A Clark no se le ocurrió nada que añadir, y no le quedó otro remedio que murmurar a desgana:

—Sería un honor para mí.

Nana se puso en pie.

—Espero que me disculpe, joven, pero estoy destrozada. Soy una persona mayor, tengo más de setenta años. No me queda mucho tiempo y me gustaría ver a mi hija huérfana casada antes de morir.

Intentó recordar el nombre del joven. No sabía si era Carl o Clark, aunque estaba segura de que empezaba por c. Gracias a Dios, daba igual: a él también podía llamarlo doctor.

El joven médico se declaró a Corinne dos semanas después de acompañarla a su casa. A las cuatro semanas se fijó una fecha para el enlace, se enviaron las invitaciones oportunas, se eligió el vestido de la novia y se hicieron todos los preparativos para una celebración por todo lo alto. La boda se llevó a cabo sin el menor contratiempo.

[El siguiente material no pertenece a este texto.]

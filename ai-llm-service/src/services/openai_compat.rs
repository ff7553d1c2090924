//! OpenAI-compatible chat backend (`POST {base}/chat/completions`).
//!
//! Covers DeepSeek and other hosted providers that speak the OpenAI chat
//! schema, including function calling.

use reqwest::Client;
use serde::{Deserialize, Serialize};
use tracing::debug;

use crate::config::LlmConfig;
use crate::error_handler::LlmError;
use crate::types::{ChatMessage, ChatOutcome, ToolCall, ToolDefinition};

/// Concrete client for one OpenAI-compatible endpoint.
#[derive(Debug, Clone)]
pub struct OpenAiCompatService {
    cfg: LlmConfig,
    http: Client,
}

#[derive(Serialize)]
struct ChatRequest<'a> {
    model: &'a str,
    messages: &'a [ChatMessage],
    temperature: f32,
    stream: bool,
    #[serde(skip_serializing_if = "Option::is_none")]
    top_p: Option<f32>,
    #[serde(skip_serializing_if = "Option::is_none")]
    max_tokens: Option<u64>,
    #[serde(skip_serializing_if = "Option::is_none")]
    tools: Option<&'a [ToolDefinition]>,
}

#[derive(Deserialize)]
struct ChatResponse {
    choices: Vec<Choice>,
}

#[derive(Deserialize)]
struct Choice {
    message: ChoiceMessage,
}

#[derive(Deserialize)]
struct ChoiceMessage {
    #[serde(default)]
    content: Option<String>,
    #[serde(default)]
    tool_calls: Option<Vec<ToolCall>>,
}

impl OpenAiCompatService {
    pub fn new(cfg: LlmConfig) -> Result<Self, LlmError> {
        let http = Client::builder()
            .timeout(std::time::Duration::from_secs(cfg.timeout_secs))
            .build()?;
        Ok(Self { cfg, http })
    }

    /// One chat round; `tools` may be empty for plain completion.
    pub async fn chat(
        &self,
        messages: &[ChatMessage],
        tools: &[ToolDefinition],
        temperature: Option<f32>,
    ) -> Result<ChatOutcome, LlmError> {
        let url = format!(
            "{}/chat/completions",
            self.cfg.endpoint.trim_end_matches('/')
        );
        let req = ChatRequest {
            model: &self.cfg.model,
            messages,
            temperature: temperature.unwrap_or(self.cfg.temperature),
            stream: false,
            top_p: self.cfg.top_p,
            max_tokens: self.cfg.max_output_tokens,
            tools: if tools.is_empty() { None } else { Some(tools) },
        };

        let mut builder = self.http.post(&url).json(&req);
        if let Some(key) = &self.cfg.api_key {
            builder = builder.bearer_auth(key);
        }

        let resp = builder.send().await?.error_for_status()?;
        let body: ChatResponse = resp.json().await?;
        let choice = body
            .choices
            .into_iter()
            .next()
            .ok_or_else(|| LlmError::InvalidResponse("empty choices".to_string()))?;

        let outcome = ChatOutcome {
            content: choice.message.content.unwrap_or_default(),
            tool_calls: choice.message.tool_calls.unwrap_or_default(),
        };
        debug!(
            model = %self.cfg.model,
            content_len = outcome.content.len(),
            tool_calls = outcome.tool_calls.len(),
            "openai-compat chat round done"
        );
        Ok(outcome)
    }
}
//! Shared contract document model.
//!
//! This crate owns the data shapes every other crate works against:
//!
//! - the parsed **clause tree** (`DocumentStructure`, `ClauseNode`) with
//!   definitions and cross references,
//! - the **review artifacts** produced by the pipeline (`Risk`, `Diff`,
//!   `Action`, `ClauseFindings`) and the checklist driving it,
//! - the regex-based **structure parser** that turns raw contract text into a
//!   clause tree,
//! - the process-wide **domain plugin registry** (checklists, baseline texts
//!   and parser configs supplied per contract domain).
//!
//! The crate is deliberately I/O free: parsing is pure, the registry is an
//! in-process map, and everything serializes with `serde` so the graph state
//! can be checkpointed as JSON.

pub mod document;
pub mod errors;
pub mod parser;
pub mod patterns;
pub mod plugin;
pub mod review;

pub use document::{
    ClauseNode, CrossReference, DefinitionEntry, DocumentParserConfig, DocumentStructure,
    ReferenceSource,
};
pub use errors::{ModelError, ModelResult};
pub use parser::StructureParser;
pub use plugin::DomainPlugin;
pub use review::{
    Action, ClauseFindings, Diff, DiffAction, DiffStatus, Priority, ReviewChecklistItem, Risk,
    RiskLevel, RiskLocation, generate_id,
};
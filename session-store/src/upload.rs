//! Upload-job persistence (`upload_jobs` table).

use std::collections::HashMap;
use std::sync::Arc;

use chrono::{DateTime, Utc};
use serde::{Deserialize, Serialize};
use serde_json::{Value, json};
use tokio::sync::Mutex;
use tracing::warn;
use uuid::Uuid;

use crate::errors::{StoreError, StoreResult};
use crate::postgrest::PostgrestClient;

const TABLE: &str = "upload_jobs";

/// Upload job lifecycle status.
#[derive(Debug, Clone, Copy, PartialEq, Eq, Serialize, Deserialize)]
#[serde(rename_all = "lowercase")]
pub enum JobStatus {
    Queued,
    Running,
    Succeeded,
    Failed,
}

/// One ingestion of one file for one task.
#[derive(Debug, Clone, Serialize, Deserialize)]
#[serde(default)]
pub struct UploadJob {
    pub job_id: String,
    pub task_id: String,
    /// `primary` or `reference`.
    pub role: String,
    pub filename: String,
    pub status: JobStatus,
    pub stage: String,
    pub progress: u8,
    pub error_message: Option<String>,
    pub storage_key: String,
    pub result_meta: Option<Value>,
    pub our_party: String,
    pub language: String,
    pub created_at: Option<DateTime<Utc>>,
    pub updated_at: Option<DateTime<Utc>>,
    pub started_at: Option<DateTime<Utc>>,
    pub finished_at: Option<DateTime<Utc>>,
}

impl Default for UploadJob {
    fn default() -> Self {
        Self {
            job_id: String::new(),
            task_id: String::new(),
            role: String::new(),
            filename: String::new(),
            status: JobStatus::Queued,
            stage: "uploaded".to_string(),
            progress: 0,
            error_message: None,
            storage_key: String::new(),
            result_meta: None,
            our_party: String::new(),
            language: String::new(),
            created_at: None,
            updated_at: None,
            started_at: None,
            finished_at: None,
        }
    }
}

enum Backend {
    Memory(Mutex<HashMap<String, UploadJob>>),
    Postgrest(PostgrestClient),
}

/// CRUD helper around the upload-jobs table.
pub struct UploadJobStore {
    backend: Backend,
}

impl UploadJobStore {
    pub fn memory() -> Self {
        Self {
            backend: Backend::Memory(Mutex::new(HashMap::new())),
        }
    }

    pub fn postgrest(client: PostgrestClient) -> Self {
        Self {
            backend: Backend::Postgrest(client),
        }
    }

    /// PostgREST when the environment is configured, memory otherwise.
    pub fn from_env() -> Arc<Self> {
        match PostgrestClient::from_env() {
            Some(client) => Arc::new(Self::postgrest(client)),
            None => {
                warn!("upload_jobs using in-memory fallback store");
                Arc::new(Self::memory())
            }
        }
    }

    pub async fn create_job(
        &self,
        task_id: &str,
        role: &str,
        filename: &str,
        storage_key: &str,
        our_party: &str,
        language: &str,
    ) -> StoreResult<UploadJob> {
        let now = Utc::now();
        let job = UploadJob {
            job_id: format!("job_{}", Uuid::new_v4().simple()),
            task_id: task_id.to_string(),
            role: role.to_string(),
            filename: filename.to_string(),
            storage_key: storage_key.to_string(),
            our_party: our_party.to_string(),
            language: language.to_string(),
            created_at: Some(now),
            updated_at: Some(now),
            ..Default::default()
        };
        match &self.backend {
            Backend::Memory(map) => {
                map.lock().await.insert(job.job_id.clone(), job.clone());
            }
            Backend::Postgrest(client) => {
                client
                    .upsert(TABLE, "job_id", &serde_json::to_value(&job)?)
                    .await?;
            }
        }
        Ok(job)
    }

    pub async fn get_job(&self, job_id: &str) -> StoreResult<Option<UploadJob>> {
        match &self.backend {
            Backend::Memory(map) => Ok(map.lock().await.get(job_id).cloned()),
            Backend::Postgrest(client) => {
                let rows = client.select_eq(TABLE, "job_id", job_id, None).await?;
                match rows.into_iter().next() {
                    Some(raw) => Ok(Some(serde_json::from_value(raw)?)),
                    None => Ok(None),
                }
            }
        }
    }

    /// Jobs of one task ordered by creation time.
    pub async fn jobs_by_task(&self, task_id: &str) -> StoreResult<Vec<UploadJob>> {
        match &self.backend {
            Backend::Memory(map) => {
                let map = map.lock().await;
                let mut jobs: Vec<UploadJob> = map
                    .values()
                    .filter(|job| job.task_id == task_id)
                    .cloned()
                    .collect();
                jobs.sort_by_key(|job| job.created_at);
                Ok(jobs)
            }
            Backend::Postgrest(client) => {
                let rows = client
                    .select_eq(TABLE, "task_id", task_id, Some("created_at.asc"))
                    .await?;
                rows.into_iter()
                    .map(|raw| Ok(serde_json::from_value(raw)?))
                    .collect()
            }
        }
    }

    /// Queued or running jobs, i.e. work to reschedule after a restart.
    pub async fn recoverable_jobs(&self) -> StoreResult<Vec<UploadJob>> {
        match &self.backend {
            Backend::Memory(map) => Ok(map
                .lock()
                .await
                .values()
                .filter(|job| matches!(job.status, JobStatus::Queued | JobStatus::Running))
                .cloned()
                .collect()),
            Backend::Postgrest(client) => {
                let rows = client.select_in(TABLE, "status", &["queued", "running"]).await?;
                rows.into_iter()
                    .map(|raw| Ok(serde_json::from_value(raw)?))
                    .collect()
            }
        }
    }

    pub async fn mark_running(&self, job_id: &str) -> StoreResult<()> {
        let now = Utc::now();
        let current = self.require(job_id).await?;
        let patch = json!({
            "status": JobStatus::Running,
            "stage": if current.stage == "uploaded" { "loading" } else { current.stage.as_str() },
            "updated_at": now,
            "started_at": current.started_at.unwrap_or(now),
        });
        self.apply_patch(job_id, patch).await
    }

    /// Resets a failed job for retry. Rejected for every other status.
    pub async fn mark_queued(&self, job_id: &str) -> StoreResult<()> {
        let current = self.require(job_id).await?;
        if current.status != JobStatus::Failed {
            return Err(StoreError::InvalidTransition {
                kind: "upload job",
                id: job_id.to_string(),
                reason: format!("retry requires status=failed, found {:?}", current.status),
            });
        }
        self.apply_patch(
            job_id,
            json!({
                "status": JobStatus::Queued,
                "stage": "uploaded",
                "progress": 0,
                "error_message": Value::Null,
                "result_meta": Value::Null,
                "updated_at": Utc::now(),
                "started_at": Value::Null,
                "finished_at": Value::Null,
            }),
        )
        .await
    }

    pub async fn update_stage(&self, job_id: &str, stage: &str, progress: i64) -> StoreResult<()> {
        self.apply_patch(
            job_id,
            json!({
                "status": JobStatus::Running,
                "stage": stage,
                "progress": progress.clamp(0, 100),
                "updated_at": Utc::now(),
            }),
        )
        .await
    }

    pub async fn mark_succeeded(&self, job_id: &str, result_meta: Value) -> StoreResult<()> {
        let now = Utc::now();
        self.apply_patch(
            job_id,
            json!({
                "status": JobStatus::Succeeded,
                "stage": "finished",
                "progress": 100,
                "result_meta": result_meta,
                "error_message": Value::Null,
                "updated_at": now,
                "finished_at": now,
            }),
        )
        .await
    }

    pub async fn mark_failed(&self, job_id: &str, error_message: &str) -> StoreResult<()> {
        let now = Utc::now();
        let clipped: String = error_message.chars().take(2000).collect();
        self.apply_patch(
            job_id,
            json!({
                "status": JobStatus::Failed,
                "stage": "failed",
                "error_message": clipped,
                "updated_at": now,
                "finished_at": now,
            }),
        )
        .await
    }

    async fn require(&self, job_id: &str) -> StoreResult<UploadJob> {
        self.get_job(job_id).await?.ok_or_else(|| StoreError::NotFound {
            kind: "upload job",
            id: job_id.to_string(),
        })
    }

    async fn apply_patch(&self, job_id: &str, patch: Value) -> StoreResult<()> {
        match &self.backend {
            Backend::Memory(map) => {
                let mut map = map.lock().await;
                let Some(job) = map.get(job_id).cloned() else {
                    return Err(StoreError::NotFound {
                        kind: "upload job",
                        id: job_id.to_string(),
                    });
                };
                let mut value = serde_json::to_value(&job)?;
                if let (Some(obj), Some(patch_obj)) = (value.as_object_mut(), patch.as_object()) {
                    for (key, val) in patch_obj {
                        obj.insert(key.clone(), val.clone());
                    }
                }
                map.insert(job_id.to_string(), serde_json::from_value(value)?);
                Ok(())
            }
            Backend::Postgrest(client) => client.update_eq(TABLE, "job_id", job_id, &patch).await,
        }
    }
}

#[cfg(test)]
mod tests {
    use super::*;
    use pretty_assertions::assert_eq;

    async fn store_with_job() -> (UploadJobStore, String) {
        let store = UploadJobStore::memory();
        let job = store
            .create_job("t1", "primary", "contract.txt", "uploads/t1/contract.txt", "", "en")
            .await
            .unwrap();
        (store, job.job_id)
    }

    #[tokio::test]
    async fn create_starts_queued_at_zero() {
        let (store, job_id) = store_with_job().await;
        let job = store.get_job(&job_id).await.unwrap().unwrap();
        assert_eq!(job.status, JobStatus::Queued);
        assert_eq!(job.stage, "uploaded");
        assert_eq!(job.progress, 0);
        assert!(job.job_id.starts_with("job_"));
    }

    #[tokio::test]
    async fn happy_lifecycle_reaches_finished() {
        let (store, job_id) = store_with_job().await;
        store.mark_running(&job_id).await.unwrap();
        store.update_stage(&job_id, "parsing", 60).await.unwrap();
        store
            .mark_succeeded(&job_id, json!({"document_id": "doc-1"}))
            .await
            .unwrap();
        let job = store.get_job(&job_id).await.unwrap().unwrap();
        assert_eq!(job.status, JobStatus::Succeeded);
        assert_eq!(job.stage, "finished");
        assert_eq!(job.progress, 100);
        assert_eq!(job.result_meta.unwrap()["document_id"], "doc-1");
        assert!(job.finished_at.is_some());
    }

    #[tokio::test]
    async fn retry_gate_only_from_failed() {
        let (store, job_id) = store_with_job().await;
        // Queued job cannot be retried.
        assert!(matches!(
            store.mark_queued(&job_id).await.unwrap_err(),
            StoreError::InvalidTransition { .. }
        ));

        store.mark_failed(&job_id, "parser exploded").await.unwrap();
        store.mark_queued(&job_id).await.unwrap();
        let job = store.get_job(&job_id).await.unwrap().unwrap();
        assert_eq!(job.status, JobStatus::Queued);
        assert_eq!(job.stage, "uploaded");
        assert_eq!(job.progress, 0);
        assert!(job.error_message.is_none());
        assert!(job.started_at.is_none());
        assert!(job.finished_at.is_none());
    }

    #[tokio::test]
    async fn progress_is_clamped() {
        let (store, job_id) = store_with_job().await;
        store.update_stage(&job_id, "parsing", 250).await.unwrap();
        assert_eq!(store.get_job(&job_id).await.unwrap().unwrap().progress, 100);
        store.update_stage(&job_id, "parsing", -5).await.unwrap();
        assert_eq!(store.get_job(&job_id).await.unwrap().unwrap().progress, 0);
    }

    #[tokio::test]
    async fn started_at_set_once() {
        let (store, job_id) = store_with_job().await;
        store.mark_running(&job_id).await.unwrap();
        let first = store.get_job(&job_id).await.unwrap().unwrap().started_at;
        store.mark_running(&job_id).await.unwrap();
        let second = store.get_job(&job_id).await.unwrap().unwrap().started_at;
        assert_eq!(first, second);
    }

    #[tokio::test]
    async fn recoverable_jobs_are_queued_or_running() {
        let (store, job_id) = store_with_job().await;
        assert_eq!(store.recoverable_jobs().await.unwrap().len(), 1);
        store.mark_failed(&job_id, "boom").await.unwrap();
        assert!(store.recoverable_jobs().await.unwrap().is_empty());
    }
}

Clark apartó de su mente esos recuerdos y miró el reloj. Llegaba tarde y tenía que hacer algunos recados para Corinne. Lo hecho, hecho estaba. Había cumplido ya los cincuenta y dos. Tener que apechugar con un error durante veinticuatro años era más que suficiente. Se volvió y se encaminó hacia su casa satisfecho: sabía que, si todo iba según lo previsto, su tiempo de penitencia estaba próximo a acabar.

 

 

 

 

 

 

 

 

2 Término que podría traducirse como «el barrio de los emprendedores».